- Exercise brief
Scan the records for lines with the string "warn". Say how many there are, and add nothing.

------------------------------------------------

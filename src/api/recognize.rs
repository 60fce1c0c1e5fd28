//! Detection passthrough endpoint.
//!
//! Diagnostic surface: sends uploaded images to the detection service and
//! returns what it saw, with the boxes drawn in. Persists nothing.

use actix_multipart::form::MultipartForm;
use actix_multipart::form::bytes::Bytes;
use actix_web::{HttpResponse, post, web};
use base64::Engine as _;
use base64::engine::general_purpose::STANDARD as BASE64;
use serde::Serialize;
use utoipa::ToSchema;

use super::error::{ApiError, ApiResult};
use crate::domain::{DetectionBatch, DomainError, SessionWorkflow};

/// Multipart payload with one or more images to recognise.
#[derive(MultipartForm)]
pub struct RecognizeForm {
    #[multipart(rename = "images")]
    images: Vec<Bytes>,
}

/// One recognised image: the detection result plus the annotated JPEG.
#[derive(Debug, Serialize, ToSchema)]
#[serde(rename_all = "camelCase")]
pub struct RecognizedImageDto {
    #[serde(flatten)]
    pub batch: DetectionBatch,
    /// Base64-encoded JPEG with detection boxes drawn on the input image.
    pub annotated_image: String,
}

/// Recognise a batch of images without touching any session.
#[utoipa::path(
    post,
    path = "/recognize",
    tags = ["recognition"],
    request_body(content_type = "multipart/form-data"),
    responses(
        (status = 200, description = "Per-image detection results", body = [RecognizedImageDto]),
        (status = 400, description = "No images supplied or an image could not be decoded", body = ApiError),
        (status = 503, description = "Detection service failed or is unreachable", body = ApiError)
    )
)]
#[post("/recognize")]
pub async fn recognize(
    workflow: web::Data<SessionWorkflow>,
    MultipartForm(form): MultipartForm<RecognizeForm>,
) -> ApiResult<HttpResponse> {
    if form.images.is_empty() {
        return Err(ApiError::from_domain(DomainError::invalid_request(
            "at least one image is required",
        )));
    }
    let images = form
        .images
        .into_iter()
        .map(|part| part.data.to_vec())
        .collect();
    let results = workflow
        .recognize_batch(images)
        .await
        .map_err(ApiError::from_domain)?;
    let body: Vec<RecognizedImageDto> = results
        .into_iter()
        .map(|r| RecognizedImageDto {
            batch: r.batch,
            annotated_image: BASE64.encode(r.annotated_jpeg),
        })
        .collect();
    Ok(HttpResponse::Ok().json(body))
}
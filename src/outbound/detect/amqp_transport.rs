//! Lapin-backed broker-RPC detection transport.
//!
//! One JSON request per image is published to the detection work queue with
//! RabbitMQ direct reply-to; a background task consumes the pseudo-queue and
//! routes replies back to waiting calls by correlation id. All images of a
//! batch are in flight concurrently, and one missing reply fails the whole
//! call; callers treat a batch as atomic.

use std::collections::HashMap;
use std::sync::{Arc, Mutex};
use std::time::Duration;

use async_trait::async_trait;
use base64::Engine;
use base64::engine::general_purpose::STANDARD as BASE64;
use futures_util::StreamExt;
use futures_util::future::try_join_all;
use lapin::options::{BasicConsumeOptions, BasicPublishOptions, QueueDeclareOptions};
use lapin::types::FieldTable;
use lapin::{BasicProperties, Channel, Connection, ConnectionProperties, Consumer};
use tokio::sync::oneshot;
use tracing::{debug, warn};
use uuid::Uuid;

use super::dto::{DetectRequestDto, DetectResponseDto};
use crate::domain::detection::DetectionBatch;
use crate::domain::ports::{DetectionTransport, DetectionTransportError};

/// RabbitMQ pseudo-queue for direct reply-to RPC.
const DIRECT_REPLY_TO_QUEUE: &str = "amq.rabbitmq.reply-to";

/// Routes reply payloads to the call that registered the correlation id.
///
/// Entries are removed on dispatch, on timeout and on channel closure, so a
/// late reply for an abandoned call is discarded rather than leaked.
#[derive(Default)]
pub(crate) struct ReplyRouter {
    pending: Mutex<HashMap<String, oneshot::Sender<Vec<u8>>>>,
}

impl ReplyRouter {
    /// Register interest in a correlation id.
    pub(crate) fn register(&self, correlation_id: String) -> oneshot::Receiver<Vec<u8>> {
        let (sender, receiver) = oneshot::channel();
        self.pending
            .lock()
            .expect("reply router lock poisoned")
            .insert(correlation_id, sender);
        receiver
    }

    /// Deliver a reply; returns false when no call is waiting for it.
    pub(crate) fn dispatch(&self, correlation_id: &str, payload: Vec<u8>) -> bool {
        let sender = self
            .pending
            .lock()
            .expect("reply router lock poisoned")
            .remove(correlation_id);
        match sender {
            Some(sender) => sender.send(payload).is_ok(),
            None => false,
        }
    }

    /// Drop a registration whose call gave up waiting.
    pub(crate) fn forget(&self, correlation_id: &str) {
        self.pending
            .lock()
            .expect("reply router lock poisoned")
            .remove(correlation_id);
    }
}

/// Broker-RPC adapter over a long-lived channel shared by all in-flight
/// workflow calls.
pub struct AmqpDetectionTransport {
    channel: Channel,
    queue: String,
    reply_timeout: Duration,
    router: Arc<ReplyRouter>,
}

impl AmqpDetectionTransport {
    /// Connect to the broker, declare the work queue and start the reply
    /// consumer.
    ///
    /// # Errors
    ///
    /// Returns a connection error when the broker is unreachable or the
    /// channel cannot be set up.
    pub async fn connect(
        url: &str,
        queue: impl Into<String>,
        reply_timeout: Duration,
    ) -> Result<Self, DetectionTransportError> {
        let queue = queue.into();
        let connection = Connection::connect(url, ConnectionProperties::default())
            .await
            .map_err(map_amqp_error)?;
        let channel = connection.create_channel().await.map_err(map_amqp_error)?;
        channel
            .queue_declare(&queue, QueueDeclareOptions::default(), FieldTable::default())
            .await
            .map_err(map_amqp_error)?;

        let consumer = channel
            .basic_consume(
                DIRECT_REPLY_TO_QUEUE,
                "detect-reply",
                BasicConsumeOptions {
                    no_ack: true,
                    ..BasicConsumeOptions::default()
                },
                FieldTable::default(),
            )
            .await
            .map_err(map_amqp_error)?;

        let router = Arc::new(ReplyRouter::default());
        tokio::spawn(route_replies(consumer, Arc::clone(&router)));

        Ok(Self {
            channel,
            queue,
            reply_timeout,
            router,
        })
    }

    async fn detect_one(&self, image: &[u8]) -> Result<DetectionBatch, DetectionTransportError> {
        let correlation_id = Uuid::new_v4().to_string();
        let receiver = self.router.register(correlation_id.clone());

        let payload = serde_json::to_vec(&DetectRequestDto {
            image_bytes: BASE64.encode(image),
        })
        .map_err(|err| DetectionTransportError::decode(err.to_string()))?;

        let properties = BasicProperties::default()
            .with_content_type("application/json".into())
            .with_correlation_id(correlation_id.as_str().into())
            .with_reply_to(DIRECT_REPLY_TO_QUEUE.into());

        let publish = self
            .channel
            .basic_publish(
                "",
                &self.queue,
                BasicPublishOptions::default(),
                &payload,
                properties,
            )
            .await
            .map_err(map_amqp_error)?;
        publish.await.map_err(map_amqp_error)?;

        let reply = match tokio::time::timeout(self.reply_timeout, receiver).await {
            Ok(Ok(payload)) => payload,
            Ok(Err(_)) => {
                self.router.forget(&correlation_id);
                return Err(DetectionTransportError::connection(
                    "reply consumer stopped before a reply arrived",
                ));
            }
            Err(_) => {
                self.router.forget(&correlation_id);
                return Err(DetectionTransportError::timeout(format!(
                    "no reply within {}s",
                    self.reply_timeout.as_secs()
                )));
            }
        };

        let dto: DetectResponseDto = serde_json::from_slice(&reply)
            .map_err(|err| DetectionTransportError::decode(err.to_string()))?;
        dto.into_domain().map_err(DetectionTransportError::decode)
    }
}

async fn route_replies(mut consumer: Consumer, router: Arc<ReplyRouter>) {
    while let Some(delivery) = consumer.next().await {
        match delivery {
            Ok(delivery) => {
                let Some(correlation_id) = delivery
                    .properties
                    .correlation_id()
                    .as_ref()
                    .map(ToString::to_string)
                else {
                    warn!("detection reply without correlation id discarded");
                    continue;
                };
                if !router.dispatch(&correlation_id, delivery.data) {
                    debug!(%correlation_id, "late detection reply discarded");
                }
            }
            Err(err) => {
                warn!(error = %err, "detection reply consumer error");
            }
        }
    }
    debug!("detection reply consumer stopped");
}

fn map_amqp_error(error: lapin::Error) -> DetectionTransportError {
    DetectionTransportError::connection(error.to_string())
}

#[async_trait]
impl DetectionTransport for AmqpDetectionTransport {
    async fn recognize(
        &self,
        images: &[Vec<u8>],
    ) -> Result<Vec<DetectionBatch>, DetectionTransportError> {
        try_join_all(images.iter().map(|image| self.detect_one(image))).await
    }
}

------------------------------------------------

- Answer for this exercise
3